Only in Fiji, that’s where?
We are referring of course to events surrounding the regular meeting of the Lautoka iodge of the Freemasons on Monday evening last.
Now the Freemasons, one of the world’s oldest secular fraternal societies, have been established in Fiji for more than a century and the police themselves have confirmed that the meeting permit required under PER was not the issue.
No it wasn’t about PER at all. It was all about the notion that the Freemasons, who are best known for their extensive charity work, were practising sorcery!
Acting on a tip off, the Keystone Cops came storming in and arrested 14 people, including Australian and New Zealand citizens, and locked them up for the night.
Then some one contacted the illegal attorney-general and in no time the dictator got into the act and ordered the men’s immediate release.
But that was not all.

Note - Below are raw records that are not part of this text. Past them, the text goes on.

fn lerp_points(p0: DVec2, p1: DVec2, n: usize) -> Vec<DVec2> {
    (0..n)
        .map(|i| p0.lerp(p1, i as f64 / (n - 1).max(1) as f64))
        .collect()
}

/// Draggable control point of an obstacle
#[derive(Debug, Clone, Copy, PartialEq, Eq, Hash)]
pub enum HandleKind {
    Start,
    End,
    /// Arc bend point
    Bend,
    /// Curve midpoint (t = ½)
    Control,
}

impl HandleKind {
    /// Endpoints stay inside the disk while dragged
    pub fn constrained_to_circle(&self) -> bool {
        matches!(self, HandleKind::Start | HandleKind::End)
    }
}

/// Straight segment
#[derive(Debug, Clone, PartialEq)]
pub struct Line {
    p0: DVec2,
    p1: DVec2,
    normal: DVec2,
}

impl Line {
    pub fn new(p0: DVec2, p1: DVec2) -> Self {
        let mut line = Self {
            p0,
            p1,
            normal: DVec2::ZERO,
        };
        line.update();
        line
    }

    pub fn set(&mut self, p0: DVec2, p1: DVec2) {
        self.p0 = p0;
        self.p1 = p1;
        self.update();
    }

    pub fn p0(&self) -> DVec2 {
        self.p0
    }

    pub fn p1(&self) -> DVec2 {
        self.p1
    }

    pub fn normal(&self) -> DVec2 {
        self.normal
    }

    pub fn capture(&self, ray: &Ray) -> Capture {
        segment_capture(ray, self.p0, self.p1)
    }

    pub fn reflect(&self, ray: &mut Ray) {
        ray.reflect(self.normal);
    }

    pub fn distance(&self, p: DVec2) -> f64 {
        sd_segment(p, self.p0, self.p1)
    }

    fn update(&mut self) {
        self.normal = segment_normal(self.p0, self.p1);
    }
}

/// Circular arc through two endpoints, bulging by `bend`
///
/// The bend point sits on the chord's perpendicular bisector, offset by
/// `bend * chord / 2`. With |bend| below [`LINE_MODE_EPSILON`] the arc is its
/// chord.
#[derive(Debug, Clone, PartialEq)]
pub struct Arc {
    p0: DVec2,
    p1: DVec2,
    bend: f64,
    bend_point: DVec2,
    center: DVec2,
    radius: f64,
    angle0: f64,
    angle1: f64,
    angle_width: f64,
}

impl Arc {
    pub fn new(p0: DVec2, p1: DVec2, bend: f64) -> Self {
        let mut arc = Self {
            p0,
            p1,
            bend,
            bend_point: DVec2::ZERO,
            center: DVec2::ZERO,
            radius: 0.0,
            angle0: 0.0,
            angle1: 0.0,
            angle_width: 0.0,
        };
        arc.update();
        arc
    }

    pub fn set(&mut self, p0: DVec2, p1: DVec2, bend: f64) {
        self.p0 = p0;
        self.p1 = p1;
        self.bend = bend;
        self.update();
    }

    pub fn p0(&self) -> DVec2 {
        self.p0
    }

    pub fn p1(&self) -> DVec2 {
        self.p1
    }

    pub fn bend(&self) -> f64 {
        self.bend
    }

    pub fn bend_point(&self) -> DVec2 {
        self.bend_point
    }

    pub fn center(&self) -> DVec2 {
        self.center
    }

    pub fn radius(&self) -> f64 {
        self.radius
    }

    /// Start angle (atan2 about the center) in [0, 2π)
    pub fn angle0(&self) -> f64 {
        self.angle0
    }

    pub fn angle1(&self) -> f64 {
        self.angle1
    }

    /// Angular span in [0, 2π)
    pub fn angle_width(&self) -> f64 {
        self.angle_width
    }

    pub fn appears_as_line(&self) -> bool {
        self.bend.abs() < LINE_MODE_EPSILON || self.radius == 0.0
    }

    /// Whether the atan2 angle `theta` about the center lies on the arc
    pub fn contains_angle(&self, theta: f64) -> bool {
        (theta - self.angle0).rem_euclid(TAU) <= self.angle_width
    }

    /// Bend that places the bend point at `q`, keeping the endpoints
    pub fn bend_toward(&self, q: DVec2) -> f64 {
        let d = self.p1 - self.p0;
        let len_sq = d.length_squared();
        if len_sq < 1e-24 {
            return self.bend;
        }
        let m = self.p0 + d * 0.5;
        2.0 * (d.y * (q.x - m.x) - d.x * (q.y - m.y)) / len_sq
    }

    pub fn capture(&self, ray: &Ray) -> Capture {
        if self.appears_as_line() {
            return segment_capture(ray, self.p0, self.p1);
        }
        let v = ray.dir();
        let e = ray.pos() - self.center;
        let ev = e.perp_dot(v);
        let sq = self.radius * self.radius - ev * ev;
        if sq < 0.0 {
            return Capture::MISS;
        }
        let sq = sq.sqrt();
        let ed = e.dot(v);

        let mut best = Capture::MISS;
        for dt in [sq - ed, -sq - ed] {
            if dt < EPSILON || dt >= best.distance {
                continue;
            }
            let hit = e + v * dt;
            if self.contains_angle(hit.y.atan2(hit.x)) {
                best = Capture::at(dt);
            }
        }
        best
    }

    pub fn reflect(&self, ray: &mut Ray) {
        if self.appears_as_line() {
            ray.reflect(segment_normal(self.p0, self.p1));
        } else {
            ray.reflect((ray.pos() - self.center) / self.radius);
        }
    }

    pub fn distance(&self, p: DVec2) -> f64 {
        if self.appears_as_line() {
            sd_segment(p, self.p0, self.p1)
        } else {
            sd_arc(p, self.center, self.radius, self.angle0, self.angle_width, self.p0, self.p1)
        }
    }

    pub fn sample_path(&self, n: usize) -> Vec<DVec2> {
        if self.appears_as_line() {
            return lerp_points(self.p0, self.p1, n);
        }
        (0..n)
            .map(|i| {
                let a = self.angle0 + self.angle_width * i as f64 / (n - 1).max(1) as f64;
                self.center + DVec2::new(a.cos(), a.sin()) * self.radius
            })
            .collect()
    }

    fn update(&mut self) {
        let (p0, p1) = (self.p0, self.p1);
        let d = p1 - p0;
        self.bend_point = p0 + 0.5 * DVec2::new(d.x + d.y * self.bend, d.y - d.x * self.bend);

        // center is equidistant from p0, p1 and the bend point:
        // 2(p2 - p1)·c = |p2|² - |p1|²
        // 2(p0 - p1)·c = |p0|² - |p1|²
        let p2 = self.bend_point;
        let a1 = 2.0 * (p2 - p1);
        let a2 = 2.0 * (p0 - p1);
        let c1 = p2.length_squared() - p1.length_squared();
        let c2 = p0.length_squared() - p1.length_squared();
        let det = a1.x * a2.y - a2.x * a1.y;
        if self.bend.abs() < LINE_MODE_EPSILON || det.abs() < 1e-18 {
            self.center = DVec2::ZERO;
            self.radius = 0.0;
            self.angle0 = 0.0;
            self.angle1 = 0.0;
            self.angle_width = 0.0;
            return;
        }
        self.center = DVec2::new((c1 * a2.y - c2 * a1.y) / det, (a1.x * c2 - a2.x * c1) / det);
        self.radius = (p1 - self.center).length();

        let r0 = p0 - self.center;
        let r1 = p1 - self.center;
        let (mut angle0, mut angle1) = (r0.y.atan2(r0.x), r1.y.atan2(r1.x));
        if self.bend < 0.0 {
            std::mem::swap(&mut angle0, &mut angle1);
        }
        self.angle0 = angle0.rem_euclid(TAU);
        self.angle1 = angle1.rem_euclid(TAU);
        self.angle_width = (self.angle1 - self.angle0).rem_euclid(TAU);
    }
}
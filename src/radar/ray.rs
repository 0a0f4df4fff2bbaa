//! Ray state for a single trace
//!
//! A ray starts at the pattern origin, walks straight to the nearest
//! obstacle, reflects, and repeats. The same instance is reused for every
//! trace of its owner (audio processor, editor preview), so it also keeps
//! the last angle it resolved.

use glam::DVec2;

use crate::consts::{MAX_MOVEMENTS, RIM_TOLERANCE};
use crate::{angle_to_direction, direction_to_angle};

/// Read-only copy of a ray at one point of a trace
#[derive(Debug, Clone, Copy, PartialEq)]
pub struct RaySnapshot {
    pub pos: DVec2,
    pub dir: DVec2,
    pub movements: u32,
    /// The trace ran out of movements; `pos` was put back on the rim
    pub exceeded: bool,
}

impl RaySnapshot {
    /// Radar angle of the snapshot position
    pub fn angle(&self) -> f64 {
        direction_to_angle(self.pos)
    }
}

#[derive(Debug, Clone)]
pub struct Ray {
    pos: DVec2,
    dir: DVec2,
    movements: u32,
    last_angle: f64,
}

impl Default for Ray {
    fn default() -> Self {
        Self::new()
    }
}

impl Ray {
    pub fn new() -> Self {
        Self {
            pos: DVec2::ZERO,
            dir: DVec2::new(0.0, -1.0),
            movements: 0,
            last_angle: 0.0,
        }
    }

    /// Restart the ray at `origin`, heading along radar `angle`
    pub fn reuse(&mut self, angle: f64, origin: DVec2) -> &mut Self {
        self.pos = origin;
        self.assert_inside_unit_circle();
        self.dir = angle_to_direction(angle);
        self.normalize();
        self.movements = 0;
        self
    }

    /// Advance along the direction by `dt`; counts as one movement
    pub fn advance(&mut self, dt: f64) {
        debug_assert!(dt >= 0.0, "negative move {dt}");
        self.pos += self.dir * dt;
        self.assert_inside_unit_circle();
        self.movements += 1;
    }

    /// Mirror the direction about the unit normal `n`
    pub fn reflect(&mut self, n: DVec2) {
        self.dir -= 2.0 * self.dir.dot(n) * n;
        self.normalize();
    }

    /// Re-normalize the direction against accumulated drift
    pub fn normalize(&mut self) {
        self.dir /= self.dir.length();
    }

    #[inline]
    pub fn pos(&self) -> DVec2 {
        self.pos
    }

    #[inline]
    pub fn dir(&self) -> DVec2 {
        self.dir
    }

    #[inline]
    pub fn movements(&self) -> u32 {
        self.movements
    }

    /// position · direction
    #[inline]
    pub fn dot(&self) -> f64 {
        self.pos.dot(self.dir)
    }

    /// position × direction
    #[inline]
    pub fn cross(&self) -> f64 {
        self.pos.perp_dot(self.dir)
    }

    /// Radar angle of the current position in [0, 2π)
    pub fn angle(&self) -> f64 {
        direction_to_angle(self.pos)
    }

    pub fn move_exceeded(&self) -> bool {
        self.movements >= MAX_MOVEMENTS
    }

    /// Angle of the last trace that reached the rim
    pub fn last_angle(&self) -> f64 {
        self.last_angle
    }

    pub(crate) fn resolve(&mut self) -> f64 {
        self.last_angle = self.angle();
        self.last_angle
    }

    /// Park the ray on the rim at the last resolved angle
    pub(crate) fn fall_back_to_last_angle(&mut self) {
        self.pos = angle_to_direction(self.last_angle);
    }

    pub fn snapshot(&self) -> RaySnapshot {
        RaySnapshot {
            pos: self.pos,
            dir: self.dir,
            movements: self.movements,
            exceeded: self.move_exceeded(),
        }
    }

    #[inline]
    fn assert_inside_unit_circle(&self) {
        debug_assert!(
            self.pos.length() <= 1.0 + RIM_TOLERANCE,
            "outside circle ({})",
            self.pos.length()
        );
    }
}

According to a police, the dictator indicated he would follow through and personally check out the “evidence of sorcery” gathered by the police!
We can only guess at how this farce will be finally resolved.
Will the dictator order a new decree that proscribes the practice of sorcery and witchcraft, except when it’s being practised by the Police Commissioner as part of his promotion of his brother’s cult organization, the misnamed “New Methodist Church”?
Or will the dictator ring up Radio Tarana and profess not to believe in sorcery unless, of course, it happens to involve sticking pins into a Laisenia Qarase doll?
Folks, stay tuned. With our mad dictator running the show, simply anything is possible.
And if you don’t believe that, just look at what happened on Monday night.